Stored data entries:
****************************************
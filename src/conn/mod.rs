//! Async connection layer
//!
//! [`Connection`] is the handle-oriented API shared by the in-process
//! [`LocalConnection`] and the network [`crate::client::Client`]. Plug-in
//! handlers are registered through the same trait, so a single connection
//! can both consume and provide queries, methods, broadcasts and triggers.

pub mod local;
pub mod plugin;
pub mod triggers;

pub use local::LocalConnection;
pub use plugin::{BroadcastHandler, HandlerId, HandlerKind, MethodHandler, QueryHandler, TriggerHandler};

use crate::error::VelesError;
use crate::schema::{Check, ConnectionInfo, NewNode, Node, Operation, PosFilter, Value};
use crate::tracker::{Delivery, Event, QueryOutcome};
use crate::types::NodeID;
use async_trait::async_trait;
use bytes::Bytes;
use num_bigint::BigInt;
use std::collections::BTreeSet;
use std::sync::Arc;
use tokio::sync::mpsc;

/// Live stream of events for one subscription
///
/// Dropping the subscription cancels it.
pub struct Subscription {
    rx: mpsc::UnboundedReceiver<Delivery>,
    cancel: Option<Box<dyn FnOnce() + Send>>,
    done: bool,
}

impl Subscription {
    pub fn new(rx: mpsc::UnboundedReceiver<Delivery>, cancel: impl FnOnce() + Send + 'static) -> Self {
        Subscription {
            rx,
            cancel: Some(Box::new(cancel)),
            done: false,
        }
    }

    /// Next event; `None` once a terminal event has been returned.
    pub async fn next(&mut self) -> Option<Event> {
        if self.done {
            return None;
        }
        match self.rx.recv().await {
            Some(delivery) => {
                if delivery.event.is_terminal() {
                    self.done = true;
                    self.cancel = None;
                }
                Some(delivery.event)
            }
            None => {
                self.done = true;
                self.cancel = None;
                Some(Event::Error(VelesError::ConnectionLost(
                    "subscription source went away".to_string(),
                )))
            }
        }
    }

    /// Hand the cancellation over to the caller; dropping the subscription
    /// then no longer cancels it.
    pub(crate) fn take_canceller(&mut self) -> Option<Box<dyn FnOnce() + Send>> {
        self.cancel.take()
    }

    /// Request cancellation; the stream ends with [`Event::Cancelled`].
    pub fn cancel(&mut self) {
        if let Some(cancel) = self.cancel.take() {
            cancel();
        }
    }
}

impl Drop for Subscription {
    fn drop(&mut self) {
        self.cancel();
    }
}

/// Handle-oriented access to a Veles store
#[async_trait]
pub trait Connection: Send + Sync {
    async fn get_node(&self, id: NodeID) -> Result<Node, VelesError>;
    async fn get_node_sub(&self, id: NodeID) -> Result<Subscription, VelesError>;

    async fn get_data(&self, id: NodeID, key: &str) -> Result<Option<Value>, VelesError>;
    async fn get_data_sub(&self, id: NodeID, key: &str) -> Result<Subscription, VelesError>;

    async fn get_bindata(
        &self,
        id: NodeID,
        key: &str,
        start: u64,
        end: Option<u64>,
    ) -> Result<Bytes, VelesError>;
    async fn get_bindata_sub(
        &self,
        id: NodeID,
        key: &str,
        start: u64,
        end: Option<u64>,
    ) -> Result<Subscription, VelesError>;

    async fn get_list(
        &self,
        parent: NodeID,
        tags: BTreeSet<String>,
        pos_filter: PosFilter,
    ) -> Result<Vec<Node>, VelesError>;
    async fn get_list_sub(
        &self,
        parent: NodeID,
        tags: BTreeSet<String>,
        pos_filter: PosFilter,
    ) -> Result<Subscription, VelesError>;

    /// Run (or fetch the cached result of) a query. Errors come back inside the outcome.
    async fn get_query(&self, node: NodeID, name: &str, params: Value) -> QueryOutcome;
    async fn get_query_sub(
        &self,
        node: NodeID,
        name: &str,
        params: Value,
    ) -> Result<Subscription, VelesError>;

    async fn transaction(&self, checks: Vec<Check>, ops: Vec<Operation>) -> Result<(), VelesError>;

    async fn run_method(&self, node: NodeID, name: &str, params: Value) -> Result<Value, VelesError>;
    async fn run_broadcast(&self, name: &str, params: Value) -> Result<Vec<Value>, VelesError>;

    async fn list_connections(&self) -> Result<Vec<ConnectionInfo>, VelesError>;
    async fn list_connections_sub(&self) -> Result<Subscription, VelesError>;

    async fn register_method(
        &self,
        name: &str,
        tags: BTreeSet<String>,
        handler: Arc<dyn MethodHandler>,
    ) -> Result<HandlerId, VelesError>;
    async fn register_query(
        &self,
        name: &str,
        tags: BTreeSet<String>,
        handler: Arc<dyn QueryHandler>,
    ) -> Result<HandlerId, VelesError>;
    async fn register_broadcast(
        &self,
        name: &str,
        handler: Arc<dyn BroadcastHandler>,
    ) -> Result<HandlerId, VelesError>;
    async fn register_trigger(
        &self,
        name: &str,
        tags: BTreeSet<String>,
        handler: Arc<dyn TriggerHandler>,
    ) -> Result<HandlerId, VelesError>;
    async fn unregister(&self, handler: HandlerId) -> Result<(), VelesError>;

    // Single-operation conveniences

    async fn create(&self, node: NewNode) -> Result<NodeID, VelesError> {
        let id = node.id;
        self.transaction(Vec::new(), vec![node.into_operation()]).await?;
        Ok(id)
    }

    async fn delete(&self, node: NodeID) -> Result<(), VelesError> {
        self.transaction(Vec::new(), vec![Operation::Delete { node }]).await
    }

    async fn set_parent(&self, node: NodeID, parent: NodeID) -> Result<(), VelesError> {
        self.transaction(Vec::new(), vec![Operation::SetParent { node, parent }])
            .await
    }

    async fn set_pos(
        &self,
        node: NodeID,
        pos_start: Option<BigInt>,
        pos_end: Option<BigInt>,
    ) -> Result<(), VelesError> {
        self.transaction(
            Vec::new(),
            vec![Operation::SetPos { node, pos_start, pos_end }],
        )
        .await
    }

    async fn add_tag(&self, node: NodeID, tag: &str) -> Result<(), VelesError> {
        let tag = tag.to_string();
        self.transaction(Vec::new(), vec![Operation::AddTag { node, tag }])
            .await
    }

    async fn del_tag(&self, node: NodeID, tag: &str) -> Result<(), VelesError> {
        let tag = tag.to_string();
        self.transaction(Vec::new(), vec![Operation::DelTag { node, tag }])
            .await
    }

    async fn set_attr(&self, node: NodeID, key: &str, data: Option<Value>) -> Result<(), VelesError> {
        let key = key.to_string();
        self.transaction(Vec::new(), vec![Operation::SetAttr { node, key, data }])
            .await
    }

    async fn set_data(&self, node: NodeID, key: &str, data: Option<Value>) -> Result<(), VelesError> {
        let key = key.to_string();
        self.transaction(Vec::new(), vec![Operation::SetData { node, key, data }])
            .await
    }

    async fn set_bindata(
        &self,
        node: NodeID,
        key: &str,
        start: u64,
        data: Bytes,
        truncate: bool,
    ) -> Result<(), VelesError> {
        let key = key.to_string();
        self.transaction(
            Vec::new(),
            vec![Operation::SetBindata { node, key, start, data, truncate }],
        )
        .await
    }

    async fn add_trigger(&self, node: NodeID, trigger: &str) -> Result<(), VelesError> {
        let trigger = trigger.to_string();
        self.transaction(Vec::new(), vec![Operation::AddTrigger { node, trigger }])
            .await
    }

    async fn del_trigger(&self, node: NodeID, trigger: &str) -> Result<(), VelesError> {
        let trigger = trigger.to_string();
        self.transaction(Vec::new(), vec![Operation::DelTrigger { node, trigger }])
            .await
    }
}
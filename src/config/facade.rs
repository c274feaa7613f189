//! ConfigLoader facade delegating to the merge service.

use super::merge::service::MergeService;
use super::VelesConfig;
use config::ConfigError;
use std::path::Path;

/// Configuration loader facade.
pub struct ConfigLoader;

impl ConfigLoader {
    /// Load configuration from the user config file and environment.
    pub fn load() -> Result<VelesConfig, ConfigError> {
        MergeService::load()
    }

    /// Load configuration from a specific file.
    pub fn load_from_file(path: &Path) -> Result<VelesConfig, ConfigError> {
        MergeService::load_from_file(path)
    }

    pub fn default() -> VelesConfig {
        VelesConfig::default()
    }
}
//! In-process connection backed directly by a tracker.

use super::plugin::{HandlerKind, Plugins};
use super::triggers::TriggerDispatcher;
use super::{
    BroadcastHandler, Connection, HandlerId, MethodHandler, QueryHandler, Subscription, TriggerHandler,
};
use crate::error::VelesError;
use crate::schema::{Check, ConnectionInfo, Node, Operation, PosFilter, Value};
use crate::tracer::Tracer;
use crate::tracker::{Delivery, Event, QueryOutcome, QueryRunner, Sink, SubscriptionId, Tracker};
use crate::types::NodeID;
use async_trait::async_trait;
use bytes::Bytes;
use futures::future::join_all;
use parking_lot::Mutex;
use std::collections::{BTreeMap, BTreeSet};
use std::sync::atomic::{AtomicU64, Ordering};
use std::sync::{Arc, Weak};
use tokio::sync::{mpsc, oneshot, watch};
use tracing::{debug, info};

/// Connection that talks to a tracker in the same process
///
/// Hosts the plug-in registries, runs queries for the tracker's query cache
/// and owns the trigger dispatcher. Must be created inside a tokio runtime.
pub struct LocalConnection {
    tracker: Tracker,
    me: Weak<LocalConnection>,
    plugins: Mutex<Plugins>,
    next_handler: AtomicU64,
    next_connection: AtomicU64,
    connections: watch::Sender<BTreeMap<u64, ConnectionInfo>>,
    pub(super) triggers: TriggerDispatcher,
}

impl LocalConnection {
    pub fn new(tracker: Tracker) -> Arc<Self> {
        let (trigger_tx, trigger_rx) = mpsc::unbounded_channel();
        tracker.set_trigger_sink(trigger_tx.clone());
        let (connections, _) = watch::channel(BTreeMap::new());
        let conn = Arc::new_cyclic(|me| LocalConnection {
            tracker,
            me: me.clone(),
            plugins: Mutex::new(Plugins::new()),
            next_handler: AtomicU64::new(1),
            next_connection: AtomicU64::new(1),
            connections,
            triggers: TriggerDispatcher::new(trigger_tx),
        });
        let weak = Arc::downgrade(&conn);
        let runner: Weak<dyn QueryRunner> = weak.clone();
        conn.tracker.set_query_runner(runner);
        TriggerDispatcher::spawn(weak, trigger_rx);
        conn
    }

    pub fn tracker(&self) -> &Tracker {
        &self.tracker
    }

    pub(super) fn plugins(&self) -> parking_lot::MutexGuard<'_, Plugins> {
        self.plugins.lock()
    }

    pub(super) fn strong(&self) -> Result<Arc<LocalConnection>, VelesError> {
        self.me
            .upgrade()
            .ok_or_else(|| VelesError::ConnectionLost("local connection closed".to_string()))
    }

    fn shared(&self) -> Result<Arc<dyn Connection>, VelesError> {
        Ok(self.strong()? as Arc<dyn Connection>)
    }

    /// Record a connected client; returns its connection id.
    pub fn open_connection(&self, mut info: ConnectionInfo) -> u64 {
        let id = self.next_connection.fetch_add(1, Ordering::Relaxed);
        info.id = id;
        self.connections.send_modify(|table| {
            table.insert(id, info);
        });
        id
    }

    pub fn close_connection(&self, id: u64) {
        self.connections.send_if_modified(|table| table.remove(&id).is_some());
    }

    fn allocate_handler(&self) -> HandlerId {
        self.next_handler.fetch_add(1, Ordering::Relaxed)
    }

    fn subscribe(
        &self,
        register: impl FnOnce(Sink) -> Result<SubscriptionId, VelesError>,
    ) -> Result<Subscription, VelesError> {
        let (tx, rx) = mpsc::unbounded_channel();
        let sub = register(tx)?;
        let tracker = self.tracker.clone();
        Ok(Subscription::new(rx, move || {
            // Already gone when the tracker ended it first.
            let _ = tracker.cancel(sub);
        }))
    }

    async fn traced_query(
        &self,
        tracer: &mut Tracer,
        node: NodeID,
        name: &str,
        params: Value,
    ) -> Result<Value, VelesError> {
        let tags = tracer.get_tags(node).await?;
        let handler = self
            .plugins
            .lock()
            .queries
            .find(name, &tags)?
            .ok_or_else(|| VelesError::QueryNotFound(name.to_string()))?;
        handler.get(tracer, node, params).await
    }
}

fn connection_list(table: &BTreeMap<u64, ConnectionInfo>) -> Vec<ConnectionInfo> {
    table.values().cloned().collect()
}

#[async_trait]
impl QueryRunner for LocalConnection {
    async fn run_query(&self, node: NodeID, name: &str, params: Value) -> QueryOutcome {
        let conn = match self.shared() {
            Ok(conn) => conn,
            Err(err) => {
                return QueryOutcome {
                    result: Err(err),
                    checks: Vec::new(),
                }
            }
        };
        let mut tracer = Tracer::new(conn);
        let result = self.traced_query(&mut tracer, node, name, params).await;
        QueryOutcome {
            result,
            checks: tracer.into_checks(),
        }
    }
}

#[async_trait]
impl Connection for LocalConnection {
    async fn get_node(&self, id: NodeID) -> Result<Node, VelesError> {
        self.tracker.get_node(&id)?.ok_or_else(|| VelesError::gone(id))
    }

    async fn get_node_sub(&self, id: NodeID) -> Result<Subscription, VelesError> {
        self.subscribe(|sink| self.tracker.subscribe_node(id, sink))
    }

    async fn get_data(&self, id: NodeID, key: &str) -> Result<Option<Value>, VelesError> {
        self.tracker.get_data(&id, key)
    }

    async fn get_data_sub(&self, id: NodeID, key: &str) -> Result<Subscription, VelesError> {
        self.subscribe(|sink| self.tracker.subscribe_data(id, key, sink))
    }

    async fn get_bindata(
        &self,
        id: NodeID,
        key: &str,
        start: u64,
        end: Option<u64>,
    ) -> Result<Bytes, VelesError> {
        self.tracker.get_bindata(&id, key, start, end)
    }

    async fn get_bindata_sub(
        &self,
        id: NodeID,
        key: &str,
        start: u64,
        end: Option<u64>,
    ) -> Result<Subscription, VelesError> {
        self.subscribe(|sink| self.tracker.subscribe_bindata(id, key, start, end, sink))
    }

    async fn get_list(
        &self,
        parent: NodeID,
        tags: BTreeSet<String>,
        pos_filter: PosFilter,
    ) -> Result<Vec<Node>, VelesError> {
        self.tracker.get_list(&parent, &tags, &pos_filter)
    }

    async fn get_list_sub(
        &self,
        parent: NodeID,
        tags: BTreeSet<String>,
        pos_filter: PosFilter,
    ) -> Result<Subscription, VelesError> {
        self.subscribe(|sink| self.tracker.subscribe_list(parent, tags, pos_filter, sink))
    }

    async fn get_query(&self, node: NodeID, name: &str, params: Value) -> QueryOutcome {
        if let Some(outcome) = self.tracker.cached_query(node, name, &params) {
            return outcome;
        }
        self.run_query(node, name, params).await
    }

    async fn get_query_sub(
        &self,
        node: NodeID,
        name: &str,
        params: Value,
    ) -> Result<Subscription, VelesError> {
        self.subscribe(|sink| self.tracker.subscribe_query(node, name, params, sink))
    }

    async fn transaction(&self, checks: Vec<Check>, ops: Vec<Operation>) -> Result<(), VelesError> {
        self.tracker.transaction(&checks, ops)
    }

    async fn run_method(&self, node: NodeID, name: &str, params: Value) -> Result<Value, VelesError> {
        let target = self.get_node(node).await?;
        let handler = self
            .plugins
            .lock()
            .methods
            .find(name, &target.tags)?
            .ok_or_else(|| VelesError::MethodNotFound(name.to_string()))?;
        debug!(method = name, node = %node, "Running method");
        handler.run(self.shared()?, node, params).await
    }

    async fn run_broadcast(&self, name: &str, params: Value) -> Result<Vec<Value>, VelesError> {
        let handlers = self.plugins.lock().broadcasts(name);
        debug!(broadcast = name, handlers = handlers.len(), "Running broadcast");
        let conn = self.shared()?;
        let runs = handlers
            .iter()
            .map(|handler| handler.run(conn.clone(), params.clone()));
        let mut results = Vec::new();
        for outcome in join_all(runs).await {
            results.extend(outcome?);
        }
        Ok(results)
    }

    async fn list_connections(&self) -> Result<Vec<ConnectionInfo>, VelesError> {
        Ok(connection_list(&self.connections.borrow()))
    }

    async fn list_connections_sub(&self) -> Result<Subscription, VelesError> {
        let (tx, rx) = mpsc::unbounded_channel();
        let (stop_tx, mut stop_rx) = oneshot::channel::<()>();
        let mut table = self.connections.subscribe();
        tokio::spawn(async move {
            let send = |event: Event| tx.send(Delivery { sub: 0, event }).is_ok();
            let initial = connection_list(&table.borrow_and_update());
            if !send(Event::Connections(initial)) {
                return;
            }
            loop {
                tokio::select! {
                    changed = table.changed() => {
                        if changed.is_err() {
                            send(Event::Error(VelesError::ConnectionLost("server shut down".into())));
                            return;
                        }
                        let current = connection_list(&table.borrow_and_update());
                        if !send(Event::Connections(current)) {
                            return;
                        }
                    }
                    _ = &mut stop_rx => {
                        send(Event::Cancelled);
                        return;
                    }
                }
            }
        });
        Ok(Subscription::new(rx, move || {
            let _ = stop_tx.send(());
        }))
    }

    async fn register_method(
        &self,
        name: &str,
        tags: BTreeSet<String>,
        handler: Arc<dyn MethodHandler>,
    ) -> Result<HandlerId, VelesError> {
        let id = self.allocate_handler();
        self.plugins.lock().methods.insert(id, name, tags, handler)?;
        info!(handler = id, method = name, "Registered method handler");
        Ok(id)
    }

    async fn register_query(
        &self,
        name: &str,
        tags: BTreeSet<String>,
        handler: Arc<dyn QueryHandler>,
    ) -> Result<HandlerId, VelesError> {
        let id = self.allocate_handler();
        self.plugins.lock().queries.insert(id, name, tags, handler)?;
        info!(handler = id, query = name, "Registered query handler");
        self.tracker.refresh_queries(name);
        Ok(id)
    }

    async fn register_broadcast(
        &self,
        name: &str,
        handler: Arc<dyn BroadcastHandler>,
    ) -> Result<HandlerId, VelesError> {
        let id = self.allocate_handler();
        self.plugins.lock().add_broadcast(id, name, handler);
        info!(handler = id, broadcast = name, "Registered broadcast handler");
        Ok(id)
    }

    async fn register_trigger(
        &self,
        name: &str,
        tags: BTreeSet<String>,
        handler: Arc<dyn TriggerHandler>,
    ) -> Result<HandlerId, VelesError> {
        let id = self.allocate_handler();
        self.plugins.lock().triggers.insert(id, name, tags, handler)?;
        info!(handler = id, trigger = name, "Registered trigger handler");
        for node in self.tracker.pending_triggers(name)? {
            self.triggers.kick(node, name);
        }
        Ok(id)
    }

    async fn unregister(&self, handler: HandlerId) -> Result<(), VelesError> {
        let removed = self.plugins.lock().remove(handler);
        match removed {
            Some((kind, name)) => {
                info!(handler, kind = %kind, name = %name, "Unregistered handler");
                if kind == HandlerKind::Query {
                    self.tracker.refresh_queries(&name);
                }
                Ok(())
            }
            None => Err(VelesError::gone(format!("handler {}", handler))),
        }
    }
}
****************************************
Exercise goal:
Show me all lines in the records that contain "same".

Your response:
//! handlers are registered through the same trait, so a single connection
/// Connection that talks to a tracker in the same process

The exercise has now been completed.